SY0556 鈣黃綠素,超純級

產品簡介
鈣黃綠素,超純級的品牌是百奧萊博,是優質的探針標記及檢測產品,本制品用于科研試驗,本產品質量好,且具價格,深為用戶稱道,了解更多鈣黃綠素,超純級等探針標記及檢測產品請聯系我司咨詢訂購。...
產品詳細介紹
特別提示:包括鈣黃綠素,超純級在內,本公司的所有產品僅可用于科研實驗,嚴禁用于臨床醫療及其他非科研用途!
產品名稱:鈣黃綠素,超純級
英文名稱:Calcein, AM, Ultrapure Grade
產品貨號:SY0556
產品規格:50μg|2×50μg|20×50μg|1mg
鈣黃綠素Calcein-AM是一種對活細胞進行熒光標記的細胞染色試劑,發綠色熒光(Ex=490 nm,Em=515 nm)。 因其在傳統的Calcein(鈣黃綠素)基礎上引入乙酰甲氧基甲酯(AM)基團,增加了疏水性,使其能夠輕易穿透活細胞膜。一旦進入細胞后,Calcein-AM(本身不發熒光)被細胞內的酯酶剪切形成膜非滲透性的性分子Calcein,從而被滯留在細胞內并發出強綠色熒光。與其它同類試劑(如BCECF-AM和CFDA)相比,由于Calcein, AM細胞毒性低,是zuì適合用于活細胞染色的熒光探針,而且不會抑制任何的細胞功能,如增殖和淋巴球的趨化性。
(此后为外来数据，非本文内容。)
//! Split contigs into bins.
//!
//! Every contig is appended to `{output_dir}/{sample}-{bin}.fasta` for each bin it belongs to.
//! Contigs are streamed one by one, so the input file is never loaded at once.
//! Output files are opened in append mode. Thus, running twice on the same directory
//! duplicates every record.
use crate::annotation::{load_annotation, AnnotationConfig};
use crate::sample::{rewrite_id, sample_name};
use bio::io::fasta;
use definitions::{BinStat, BinningTable, HandlePolicy, SplitSummary};
use std::collections::{BTreeMap, HashMap};
use std::ffi::{OsStr, OsString};
use std::path::{Path, PathBuf};

#[derive(Debug, Clone, Copy, Default, PartialEq, Eq)]
pub struct SplitConfig {
    /// Rename each contig into `{sample}-{number}` and drop its description.
    pub rewrite_ids: bool,
    /// Malformed lines in the binning file are errors.
    pub strict: bool,
    pub handle_policy: HandlePolicy,
}

impl SplitConfig {
    pub fn new(rewrite_ids: bool, strict: bool, handle_policy: HandlePolicy) -> Self {
        Self {
            rewrite_ids,
            strict,
            handle_policy,
        }
    }
}

pub fn output_path(output_dir: &Path, sample: &OsStr, bin: &str) -> PathBuf {
    let mut name = OsString::from(sample);
    name.push(format!("-{}.fasta", bin));
    output_dir.join(name)
}

pub fn split<P, Q, R>(
    contigs: P,
    binning: Q,
    output_dir: R,
    config: &SplitConfig,
) -> std::io::Result<SplitSummary>
where
    P: AsRef<Path>,
    Q: AsRef<Path>,
    R: AsRef<Path>,
{
    debug!("START\tSplitBins");
    let contigs = contigs.as_ref();
    let sample = sample_name(contigs)?;
    debug!("SAMPLE\t{:?}", sample);
    let table = load_annotation(binning, &AnnotationConfig::new(config.strict))?;
    debug!("Opening {:?}", contigs);
    let file = std::fs::File::open(contigs)?;
    split_records(file, &sample, &table, output_dir.as_ref(), config)
}

/// Split the FASTA records from `reader`. The output directory should exist.
pub fn split_records<R: std::io::Read>(
    reader: R,
    sample: &OsStr,
    table: &BinningTable,
    output_dir: &Path,
    config: &SplitConfig,
) -> std::io::Result<SplitSummary> {
    let records = fasta::Reader::new(reader).records();
    let summary = match config.handle_policy {
        HandlePolicy::Reopen => {
            let mut sink = ReopenSink;
            let summary = distribute(records, sample, table, output_dir, config, &mut sink)?;
            sink.finish()?;
            summary
        }
        HandlePolicy::KeepOpen => {
            let mut sink = CachedSink::default();
            let summary = distribute(records, sample, table, output_dir, config, &mut sink)?;
            sink.finish()?;
            summary
        }
    };
    for stat in summary.bins.iter() {
        info!("BIN\t{}\t{}\t{}", stat.bin, stat.records, stat.bases);
    }
    info!("BINS\t{}", summary.distinct_bins());
    debug!("SPLIT\t{}", summary);
    Ok(summary)
}

fn distribute<I, S>(
    records: I,
    sample: &OsStr,
    table: &BinningTable,
    output_dir: &Path,
    config: &SplitConfig,
    sink: &mut S,
) -> std::io::Result<SplitSummary>
where
    I: Iterator<Item = std::io::Result<fasta::Record>>,
    S: BinSink,
{
    let mut summary = SplitSummary::new(&sample.to_string_lossy());
    // The path is kept as is; `BinStat::path` is only for display.
    let mut stats: BTreeMap<&str, (PathBuf, BinStat)> = BTreeMap::new();
    for record in records {
        let record = record?;
        summary.total_records += 1;
        let bins = table.bins(record.id());
        if bins.is_empty() {
            trace!("UNBINNED\t{}", record.id());
            summary.skipped_records += 1;
            continue;
        }
        summary.assigned_records += 1;
        let record = match config.rewrite_ids {
            true => {
                let id = rewrite_id(record.id(), sample);
                fasta::Record::with_attrs(&id, None, record.seq())
            }
            false => record,
        };
        for bin in bins.iter() {
            let (path, stat) = stats.entry(bin.as_str()).or_insert_with(|| {
                let path = output_path(output_dir, sample, bin);
                let stat = BinStat {
                    bin: bin.clone(),
                    path: path.to_string_lossy().to_string(),
                    records: 0,
                    bases: 0,
                };
                (path, stat)
            });
            sink.append(path.as_path(), &record)?;
            stat.records += 1;
            stat.bases += record.seq().len();
        }
    }
    summary.bins = stats.into_values().map(|(_, stat)| stat).collect();
    Ok(summary)
}

/// Destination of the binned records.
pub trait BinSink {
    /// Append `record` to the end of `path`, creating it if needed.
    fn append(&mut self, path: &Path, record: &fasta::Record) -> std::io::Result<()>;
    /// Flush everything written so far.
    fn finish(&mut self) -> std::io::Result<()>;
}

/// Open, write, and close for each record.
#[derive(Debug, Clone, Copy, Default)]
pub struct ReopenSink;

impl BinSink for ReopenSink {
    fn append(&mut self, path: &Path, record: &fasta::Record) -> std::io::Result<()> {
        let file = open_append(path)?;
        let mut wtr = fasta::Writer::new(file);
        wtr.write_record(record)?;
        wtr.flush()
    }
    fn finish(&mut self) -> std::io::Result<()> {
        Ok(())
    }
}

/// Keep a writer for each output file.
#[derive(Default)]
pub struct CachedSink {
    writers: HashMap<PathBuf, fasta::Writer<std::fs::File>>,
}

#[cfg(test)]
impl CachedSink {
    pub fn len(&self) -> usize {
        self.writers.len()
    }
    pub fn is_empty(&self) -> bool {
        self.writers.is_empty()
    }
}

impl BinSink for CachedSink {
    fn append(&mut self, path: &Path, record: &fasta::Record) -> std::io::Result<()> {
        use std::collections::hash_map::Entry;
        let wtr = match self.writers.entry(path.to_path_buf()) {
            Entry::Occupied(entry) => entry.into_mut(),
            Entry::Vacant(entry) => {
                trace!("OPEN\t{:?}", path);
                entry.insert(fasta::Writer::new(open_append(path)?))
            }
        };
        wtr.write_record(record)
    }
    fn finish(&mut self) -> std::io::Result<()> {
        for (path, mut wtr) in self.writers.drain() {
            trace!("CLOSE\t{:?}", path);
            wtr.flush()?;
        }
        Ok(())
    }
}

fn open_append(path: &Path) -> std::io::Result<std::fs::File> {
    std::fs::OpenOptions::new()
        .append(true)
        .create(true)
        .open(path)
}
由于死細胞缺乏酯酶,Calcein, AM僅用于對活細胞的細胞生存能力測試和短期標記。作為核染色染料的碘化丙啶不能穿過活細胞的細胞膜,它穿過死細胞膜的無序區域而到達細胞核,并嵌入細胞的DNA雙螺旋從而產生紅色熒光(激發:535 nm,發射:617 nm),因此PI僅對死細胞染色。由于Calcein和PI-DNA都可被490 nm激發,因此可用熒光顯微鏡同時觀察活細胞和死細胞。而用545 nm激發,僅可觀察到死細胞。根據以上特點,Calcein, AM和PI經常被結合用來作為活細胞和死細胞的雙重染色。由于不同細胞系的zuì佳染色條件不同,我們建議個別確定 Calcein, AM 和 PI的合適濃度。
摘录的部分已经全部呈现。